The Editorial Working Group of Review of African Political Economy is pleased to announce the 2018 winner of the Ruth First prize. The prize is awarded for the best article published by an African author in the journal in a publication year.
This year, the prize was awarded to Mondli Hlatshwayo for his article ‘The new struggles of precarious workers in South Africa: nascent organisational responses of community health workers’. It was published in ROAPE volume 45, issue 157, in autumn 2018.
The article shines a spotlight on community health workers, who remain a blind spot in the literature on South African labour studies. Abandoned by mainstream unions and often ignored by labour scholars, the article reveals that community health workers are crafting their own nascent organisational responses as women and as precarious workers.
Hlatshwayo highlights the ‘paradox of victory’ for the African National Congress, by which trade unions and workers achieved a formal dismantling of apartheid laws and gained organisational rights for labour, but economic liberalisation led to massive retrenchments, the rise of labour flexibility and the pauperisation of workers. This demands more focus on workers’ struggles outside the formal union structures, with care not to exaggerate or romanticise their nascent and fragile forms. In this case of health workers, it is a struggle for recognition as employees of the state who receive a living wage, rather than as ‘volunteers’ with a stipend and no employment benefits. They have constructed alliances that include left-wing, labour-supporting non-governmental organisations (NGOs) and health organisations. Beyond this, the Gauteng Health Workers’ Forum is influenced by the Cuban health care system and debates the reconceptualisation of their role as agents for social change, no longer alienated from control of their work, and with the interests of the poor and marginalised at the centre of their practice.
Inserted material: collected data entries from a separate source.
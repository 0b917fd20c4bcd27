// src/middleware/i18n.rs

use axum::extract::FromRequestParts;
use axum::http::{header, request::Parts, HeaderMap};

const DEFAULT_LANG: &str = "en";

// Nosso extrator de idioma
#[derive(Debug, Clone)]
pub struct Locale(pub String);

impl Default for Locale {
    fn default() -> Self {
        Locale(DEFAULT_LANG.to_string())
    }
}

impl Locale {
    pub fn from_headers(headers: &HeaderMap) -> Self {
        let lang = headers
            .get(header::ACCEPT_LANGUAGE)
            .and_then(|header_value| header_value.to_str().ok())
            .and_then(|header_str| {
                accept_language::parse(header_str)
                    .first() // Pega o primeiro idioma (ex: "es-CL")
                    .map(|tag_string| {
                        // "es-CL" -> "es"
                        tag_string
                            .split('-')
                            .next()
                            .unwrap_or(tag_string.as_str())
                            .to_lowercase()
                    })
            })
            .unwrap_or_else(|| DEFAULT_LANG.to_string());

        Locale(lang)
    }
}

impl<S> FromRequestParts<S> for Locale
where
    S: Send + Sync,
{
    type Rejection = std::convert::Infallible;

    async fn from_request_parts(parts: &mut Parts, _state: &S) -> Result<Self, Self::Rejection> {
        Ok(Locale::from_headers(&parts.headers))
    }
}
The ROAPE Prize Committee commented on Hlatshwayo’s article:
It was a strong piece of research exploring precarious work and alternative forms of organising, outside the straitjacket of established unions. The struggles of community health workers represent new worker-led initiatives in South Africa. This is bread-and-butter analysis for ROAPE. Particularly pleasing is that the women themselves are at the centre of the article. … In terms of Ruth First’s legacy, the paper was the most relevant and, crucially, engages actively with the flesh-and-blood subjects of its theoretical arguments and assumptions about labour struggles, something unfortunately all too rare in academic literature.
One member of the committee observed that the article
addresses an understudied area in labour struggles, through examining the labour struggles of precarious community health workers. It also explores the human consequences of many key themes of neoliberal state policy by showing the effects of precarious labour, the rise of ‘volunteerism’, cuts in health spending and the outsourcing of public services in South Africa. I really liked the way that it engaged with the health workers themselves, allowing them to make key empirical and theoretical points. Also, this article is definitely the most in line with Ruth First’s work, looking at labour struggles, the exploitation of workers, and issues of gender and class.
Mondli Hlatshwayo is a Senior Researcher in the Centre for Education Rights and Transformation at the University of Johannesburg. Previously he worked for Khanya College, a Johannesburg-based NGO, as a researcher. His areas of research include precarious work, female migrants, migrant workers, politics of stadiums, unions and technological changes, workers’ education, trade unions and social movements. Hlatshwayo has published a number of peer-reviewed journal articles and book chapters on the above topics. He is co-editor (with Aziz Choudry) of the Pluto Press book Just work? Migrant workers’ struggle today (Choudry and Hlatshwayo 2015). His doctoral thesis, which he completed in 2012, was on trade union responses to technological change.